Part two of this series on fats in the diet left off with a reference to converting dietary fats to ketones as the optimal way for the brain and body to function. So, what, exactly, are ketones, and how might they factor into a way of eating that could be good for us?

Ketones are a specific type of energy-carrying molecule that burns fats. Most people are typically in a state of glucosis, which means they’re burning glucose from carbohydrates for energy instead of burning fats. We each determine what our bodies burn for fuel based on what we’re ingesting each day. Simply put, by cutting down on carbohydrates and increasing fat intake, you can create a ketogenic diet that shifts your body from a state of glucosis and into a state of ketosis, which means it’s burning fat instead of glucose.

From Atkins and South Beach to Mediterranean and Zone (so ‘90s!), low-carb, high-fat diets—or “LCHF” diet plans—are still the rage, and growing evidence suggests they’re a big improvement over the carb-heavy traditional American diet. But the ketogenic (or “keto”) diet is the most carb-restrictive member of the LCHF approach. Is this a radical or extreme way to eat? For some, maybe. The “low-carb/high-fat” mantra has been on the dietary fad radar for at least a quarter century now. It’s not news. What’s radical, at least in my experience, is what you’re trying to avoid at the grocery store, restaurants, or the casual get together with friends and neighbors: the pervasive bread, sugar, and snack offering. We’re inundated with choices, and it requires a radical frame of mind to just say “no.”

Why Practice A Keto Diet?

But why practice this austere, if not altogether prudish approach at the dinner table? When I was in my 20s and early 30s, I admired people with an appetite. They exhibited a genuine pleasure in living, and the table was the center of their unabashed joy for all things rich and delectable. My uncle Tommy, as one example, owned a gourmet food market across the street from Princeton University, along with a catering company. He had 10 children. I worked for him over the summer and would return to his home with a paper bag stuffed with cash from the day’s profits. Over a typical evening appetizer spread of shrimp cocktail, chicken wings, crab cakes, deviled eggs, and too many cheeses to count, he and my aunt would stack the bills while pouring more Moet or, better yet, something stiff on the rocks. The party didn’t actually get underway until the neighbors showed up, usually uninvited.
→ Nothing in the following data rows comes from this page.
//! Localizers
//!
//! A [`Localizer`] translates and pluralizes for one locale against a
//! shared [`CatalogStore`]. [`I18n`] ties the pieces together: it owns the
//! hot-swappable store, the default locale name and the negotiation
//! strategy, and hands out one cached localizer per locale name.

use crate::catalog::PluralSet;
use crate::config::I18nConfig;
use crate::interpolate::interpolate;
use crate::negotiator::{
    DefaultLocaleNegotiator, FALLBACK_LOCALE_NAME, LocaleNegotiator, RequestContext,
    negotiate_locale_name,
};
use crate::store::{CatalogStore, Lookup, SharedCatalogs};
use crate::translation::{Mapping, TranslationString};
use crate::Result;
use parking_lot::RwLock;
use std::collections::HashMap;
use std::fmt;
use std::sync::Arc;
use tracing::{debug, trace};

/// Input to [`Localizer::translate`]: plain text or a translation string.
#[derive(Debug, Clone, Copy)]
pub enum Translatable<'a> {
    /// Text that is passed through untranslated
    Text(&'a str),
    /// A message to look up
    String(&'a TranslationString),
}

impl Translatable<'_> {
    /// The catalog key this input stands for.
    fn message_id(&self) -> &str {
        match self {
            Translatable::Text(text) => text,
            Translatable::String(ts) => ts.message_id(),
        }
    }

    /// The text used when no catalog entry exists.
    fn fallback_text(&self) -> &str {
        match self {
            Translatable::Text(text) => text,
            Translatable::String(ts) => ts.default_text(),
        }
    }

    fn context(&self) -> Option<&str> {
        match self {
            Translatable::Text(_) => None,
            Translatable::String(ts) => ts.context(),
        }
    }
}

impl<'a> From<&'a str> for Translatable<'a> {
    fn from(text: &'a str) -> Self {
        Translatable::Text(text)
    }
}

impl<'a> From<&'a String> for Translatable<'a> {
    fn from(text: &'a String) -> Self {
        Translatable::Text(text)
    }
}

impl<'a> From<&'a TranslationString> for Translatable<'a> {
    fn from(ts: &'a TranslationString) -> Self {
        Translatable::String(ts)
    }
}

/// Locale names consulted for `locale_name`, most specific first:
/// `de_CH` yields `["de_CH", "de"]`.
///
/// A `-` separator is accepted as well, since negotiated names often arrive
/// in BCP 47 form from `Accept-Language` or a query parameter: `de-AT`
/// yields `["de-AT", "de"]`.
pub fn locale_chain(locale_name: &str) -> Vec<String> {
    let mut chain = vec![locale_name.to_string()];
    if let Some((language, _)) = locale_name.split_once(['_', '-']) {
        if !language.is_empty() {
            chain.push(language.to_string());
        }
    }
    chain
}

/// Translation facade for a single locale.
#[derive(Clone)]
pub struct Localizer {
    locale_name: String,
    chain: Vec<String>,
    store: Arc<CatalogStore>,
}

impl fmt::Debug for Localizer {
    fn fmt(&self, f: &mut fmt::Formatter<'_>) -> fmt::Result {
        f.debug_struct("Localizer")
            .field("locale_name", &self.locale_name)
            .field("chain", &self.chain)
            .finish_non_exhaustive()
    }
}

impl Localizer {
    /// Create a localizer for `locale_name` over a shared store.
    pub fn new(locale_name: impl Into<String>, store: Arc<CatalogStore>) -> Self {
        let locale_name = locale_name.into();
        Self {
            chain: locale_chain(&locale_name),
            locale_name,
            store,
        }
    }

    /// The locale this localizer was created for.
    pub fn locale_name(&self) -> &str {
        &self.locale_name
    }

    /// The store this localizer reads from.
    pub fn store(&self) -> &Arc<CatalogStore> {
        &self.store
    }

    fn lookup(&self, domain: Option<&str>, context: Option<&str>, message_id: &str) -> Lookup<'_> {
        self.chain
            .iter()
            .map(|locale| self.store.lookup_in_context(locale, domain, context, message_id))
            .find(Lookup::is_found)
            .unwrap_or(Lookup::NotFound)
    }

    /// Translate plain text or a translation string.
    ///
    /// Plain text is returned unchanged. A translation string is looked up
    /// in its domain; when nothing is found its default text is used. Either
    /// way its mapping is interpolated. Never fails.
    ///
    /// # Example
    ///
    /// ```
    /// use armature_gettext::{CatalogStore, Localizer, Mapping, TranslationString};
    /// use std::sync::Arc;
    ///
    /// let localizer = Localizer::new("de", Arc::new(CatalogStore::new()));
    /// let ts = TranslationString::new("add-number")
    ///     .unwrap()
    ///     .with_default("Add ${number}")
    ///     .with_mapping(Mapping::from([("number", 1)]));
    ///
    /// assert_eq!(localizer.translate(&ts), "Add 1");
    /// assert_eq!(localizer.translate("plain ${x}"), "plain ${x}");
    /// ```
    pub fn translate<'a>(&self, input: impl Into<Translatable<'a>>) -> String {
        let ts = match input.into() {
            Translatable::Text(text) => return text.to_string(),
            Translatable::String(ts) => ts,
        };

        let template = match self.lookup(ts.domain(), ts.context(), ts.message_id()) {
            Lookup::Text(text) => text,
            // a plural entry translated without a count uses its first form
            Lookup::Plural(PluralSet { forms, .. }) if !forms.is_empty() => forms[0].as_str(),
            _ => {
                trace!(
                    locale = %self.locale_name,
                    domain = ts.domain(),
                    message_id = ts.message_id(),
                    "no translation, using default"
                );
                ts.default_text()
            }
        };

        interpolate(template, ts.mapping()).into_owned()
    }

    /// Choose the singular or a plural form for `n`.
    ///
    /// The catalog entry is keyed by the singular's message id. When it has
    /// plural forms, the catalog's plural rule selects one; otherwise
    /// `singular` is used for `n == 1` and `plural` for everything else.
    ///
    /// `domain` and `mapping` are taken from the arguments only: the domain
    /// and mapping of a translation string passed as `singular` are ignored.
    pub fn pluralize<'a, 'b>(
        &self,
        singular: impl Into<Translatable<'a>>,
        plural: impl Into<Translatable<'b>>,
        n: u64,
        domain: Option<&str>,
        mapping: Option<&Mapping>,
    ) -> String {
        let singular = singular.into();
        let plural = plural.into();

        let selected = match self.lookup(domain, singular.context(), singular.message_id()) {
            Lookup::Plural(set) => set.select(n),
            _ => None,
        };

        let template = selected.unwrap_or_else(|| {
            if n == 1 {
                singular.fallback_text()
            } else {
                plural.fallback_text()
            }
        });

        interpolate(template, mapping).into_owned()
    }
}

/// Application-wide i18n state.
///
/// Cheap to clone; clones share the store, the negotiator and the
/// localizer cache.
#[derive(Clone)]
pub struct I18n {
    catalogs: SharedCatalogs,
    default_locale_name: String,
    negotiator: Arc<dyn LocaleNegotiator>,
    localizers: Arc<RwLock<HashMap<String, Arc<Localizer>>>>,
}

impl fmt::Debug for I18n {
    fn fmt(&self, f: &mut fmt::Formatter<'_>) -> fmt::Result {
        f.debug_struct("I18n")
            .field("default_locale_name", &self.default_locale_name)
            .field("cached_localizers", &self.localizers.read().len())
            .finish_non_exhaustive()
    }
}

impl I18n {
    /// Create over a built store with the default negotiator and `en`.
    pub fn new(store: CatalogStore) -> Self {
        Self {
            catalogs: SharedCatalogs::new(store),
            default_locale_name: FALLBACK_LOCALE_NAME.to_string(),
            negotiator: Arc::new(DefaultLocaleNegotiator),
            localizers: Arc::new(RwLock::new(HashMap::new())),
        }
    }

    /// Load every configured translation directory.
    pub fn from_config(config: &I18nConfig) -> Result<Self> {
        let store = config.build_store()?;
        Ok(Self::new(store).with_default_locale_name(config.default_locale_name.clone()))
    }

    /// Set the locale used when negotiation yields nothing.
    pub fn with_default_locale_name(mut self, locale_name: impl Into<String>) -> Self {
        let locale_name = locale_name.into();
        self.default_locale_name = if locale_name.is_empty() {
            FALLBACK_LOCALE_NAME.to_string()
        } else {
            locale_name
        };
        self
    }

    /// Replace the negotiation strategy.
    pub fn with_negotiator(mut self, negotiator: impl LocaleNegotiator + 'static) -> Self {
        self.negotiator = Arc::new(negotiator);
        self
    }

    /// Locale used when negotiation yields nothing.
    pub fn default_locale_name(&self) -> &str {
        &self.default_locale_name
    }

    /// The active negotiation strategy.
    pub fn negotiator(&self) -> &dyn LocaleNegotiator {
        self.negotiator.as_ref()
    }

    /// Current store snapshot.
    pub fn catalogs(&self) -> Arc<CatalogStore> {
        self.catalogs.snapshot()
    }

    /// Negotiate a locale name for a request, falling back to the default.
    pub fn negotiate_locale_name(&self, request: &dyn RequestContext) -> String {
        negotiate_locale_name(request, self.negotiator.as_ref(), &self.default_locale_name)
    }

    /// Localizer for a locale name.
    ///
    /// Only locales with catalogs somewhere in their chain are cached.
    /// Negotiated names come from request input, so unknown ones get a
    /// fresh localizer each time instead of a cache slot.
    pub fn localizer(&self, locale_name: &str) -> Arc<Localizer> {
        if let Some(localizer) = self.localizers.read().get(locale_name) {
            return Arc::clone(localizer);
        }

        let store = self.catalogs.snapshot();
        if !locale_chain(locale_name).iter().any(|locale| store.has_locale(locale)) {
            trace!(locale = locale_name, "no catalogs for locale, not caching");
            return Arc::new(Localizer::new(locale_name, store));
        }

        let mut localizers = self.localizers.write();
        Arc::clone(localizers.entry(locale_name.to_string()).or_insert_with(|| {
            debug!(locale = locale_name, "creating localizer");
            Arc::new(Localizer::new(locale_name, self.catalogs.snapshot()))
        }))
    }

    /// Number of localizers currently cached.
    pub fn cached_localizer_count(&self) -> usize {
        self.localizers.read().len()
    }

    /// Localizer for the locale negotiated from `request`.
    pub fn localizer_for(&self, request: &dyn RequestContext) -> Arc<Localizer> {
        self.localizer(&self.negotiate_locale_name(request))
    }

    /// Swap in a freshly built store.
    ///
    /// Localizers already handed out keep reading the old store; new
    /// requests get localizers over the new one.
    pub fn reload(&self, store: CatalogStore) {
        let mut localizers = self.localizers.write();
        self.catalogs.replace(store);
        localizers.clear();
        debug!(catalogs = self.catalogs.snapshot().len(), "catalogs reloaded");
    }
}
//! Localization Benchmarks
//!
//! Measures catalog decoding, lookups and interpolation.
//!
//! Run with: cargo bench --bench i18n_benchmarks

use armature_gettext::testing::MoBuilder;
use armature_l10n::*;
use criterion::{Criterion, Throughput, criterion_group, criterion_main};
use std::hint::black_box;
use std::sync::Arc;

fn catalog_bytes(entries: usize) -> Vec<u8> {
    let mut builder = MoBuilder::new().plural_forms("nplurals=2; plural=(n != 1);");
    for i in 0..entries {
        builder = builder.message(&format!("message-{}", i), &format!("Nachricht ${{name}} {}", i));
    }
    builder
        .plural("${n} file", "${n} files", &["${n} Datei", "${n} Dateien"])
        .build()
}

// ============================================================================
// Catalog Decoding
// ============================================================================

fn bench_decode(c: &mut Criterion) {
    let mut group = c.benchmark_group("decode");

    for entries in [10, 1_000] {
        let bytes = catalog_bytes(entries);
        group.throughput(Throughput::Bytes(bytes.len() as u64));
        group.bench_function(format!("mo/{}", entries), |b| {
            b.iter(|| MessageCatalog::from_bytes(black_box(&bytes)).unwrap())
        });
    }

    group.finish();
}

// ============================================================================
// Lookups
// ============================================================================

fn bench_translate(c: &mut Criterion) {
    let mut store = CatalogStore::new();
    store
        .insert(
            "de",
            DEFAULT_DOMAIN,
            MessageCatalog::from_bytes(&catalog_bytes(1_000)).unwrap(),
        )
        .unwrap();
    let de = Localizer::new("de_AT", Arc::new(store));

    let hit = TranslationString::new("message-500")
        .unwrap()
        .with_mapping(Mapping::new().with("name", "Ada"));
    let miss = TranslationString::new("missing").unwrap().with_default("Hello ${name}");
    let mapping = Mapping::new().with("n", 3);

    let mut group = c.benchmark_group("translate");
    group.bench_function("hit_with_fallback", |b| b.iter(|| de.translate(black_box(&hit))));
    group.bench_function("miss", |b| b.iter(|| de.translate(black_box(&miss))));
    group.bench_function("pluralize", |b| {
        b.iter(|| de.pluralize("${n} file", "${n} files", black_box(3), None, Some(&mapping)))
    });
    group.finish();
}

fn bench_interpolate(c: &mut Criterion) {
    let mapping = Mapping::new().with("user", "Ada").with("count", 3);

    let mut group = c.benchmark_group("interpolate");
    group.bench_function("no_markers", |b| {
        b.iter(|| interpolate(black_box("nothing to replace here"), Some(&mapping)))
    });
    group.bench_function("two_markers", |b| {
        b.iter(|| interpolate(black_box("${user} has ${count} items"), Some(&mapping)))
    });
    group.finish();
}

criterion_group!(benches, bench_decode, bench_translate, bench_interpolate);
criterion_main!(benches);
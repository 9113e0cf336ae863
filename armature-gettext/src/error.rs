//! Error types for i18n operations

use std::path::Path;
use thiserror::Error;

/// Placeholder path used for catalogs decoded from memory.
pub(crate) const MEMORY_SOURCE: &str = "<memory>";

/// Errors that can occur while building the i18n subsystem.
///
/// Lookups never fail: only catalog loading, configuration and
/// translation string construction report errors.
#[derive(Debug, Error)]
pub enum I18nError {
    /// A compiled catalog file was unreadable or malformed.
    #[error("Failed to load catalog {path}: {reason}")]
    CatalogLoad { path: String, reason: String },

    /// Translation string constructed with an empty message id
    #[error("Message id must not be empty")]
    InvalidMessageId,

    /// Plural-Forms expression could not be parsed
    #[error("Invalid plural expression: {0}")]
    InvalidPluralExpression(String),

    /// Configuration document could not be parsed
    #[error("Configuration error: {0}")]
    Config(String),

    /// IO error
    #[error("IO error: {0}")]
    IoError(#[from] std::io::Error),
}

impl I18nError {
    /// Build a catalog load error for a file on disk.
    pub fn catalog_load(path: impl AsRef<Path>, reason: impl Into<String>) -> Self {
        I18nError::CatalogLoad {
            path: path.as_ref().display().to_string(),
            reason: reason.into(),
        }
    }

    /// Re-label a decode error with the path it was read from.
    pub(crate) fn at_path(self, path: impl AsRef<Path>) -> Self {
        match self {
            I18nError::CatalogLoad { reason, .. } => I18nError::catalog_load(path, reason),
            I18nError::InvalidPluralExpression(expr) => {
                I18nError::catalog_load(path, format!("invalid plural expression: {}", expr))
            }
            I18nError::IoError(e) => I18nError::catalog_load(path, e.to_string()),
            other => other,
        }
    }

    /// Whether this error was raised while loading a catalog.
    pub fn is_catalog_error(&self) -> bool {
        matches!(self, I18nError::CatalogLoad { .. })
    }
}

#[cfg(test)]
mod tests {
    use super::*;

    #[test]
    fn test_at_path_relabels() {
        let err = I18nError::catalog_load(MEMORY_SOURCE, "bad magic").at_path("/tmp/de.mo");
        match err {
            I18nError::CatalogLoad { path, reason } => {
                assert_eq!(path, "/tmp/de.mo");
                assert_eq!(reason, "bad magic");
            }
            other => panic!("unexpected error: {other:?}"),
        }
    }

    #[test]
    fn test_plural_error_becomes_catalog_error() {
        let err = I18nError::InvalidPluralExpression("n ==".into()).at_path("x.mo");
        assert!(err.is_catalog_error());
        assert!(err.to_string().contains("n =="));
    }
}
Uncle Tommy died too early. I think his liver eventually failed him as a result of his “lifestyle” choices. Some of us practice austerity because we know how we feel after one too many—of just about anything. And it’s no coincidence that we’ve found ourselves in Jane Fonda aerobics classes and Fit for Life diet mode since the 1980s. The Baby Boom generation, as always, just wants to feel good without the brain fog and the excess girth that comes with indulging. Diet obsessions are still in vogue because all 76.4 million members of the Baby Boom generation are aging together. Teenagers get the energy drink and soda commercials; the aging generation gets hit with the erectile dysfunction and bladder control ads, while monitoring potential descent into Alzheimer’s. It doesn’t seem fair.

From this standpoint, though, the keto diet has wide appeal. The lasting benefits can range from reduced hunger and increased energy, to weight loss. Some research even hints at memory improvements.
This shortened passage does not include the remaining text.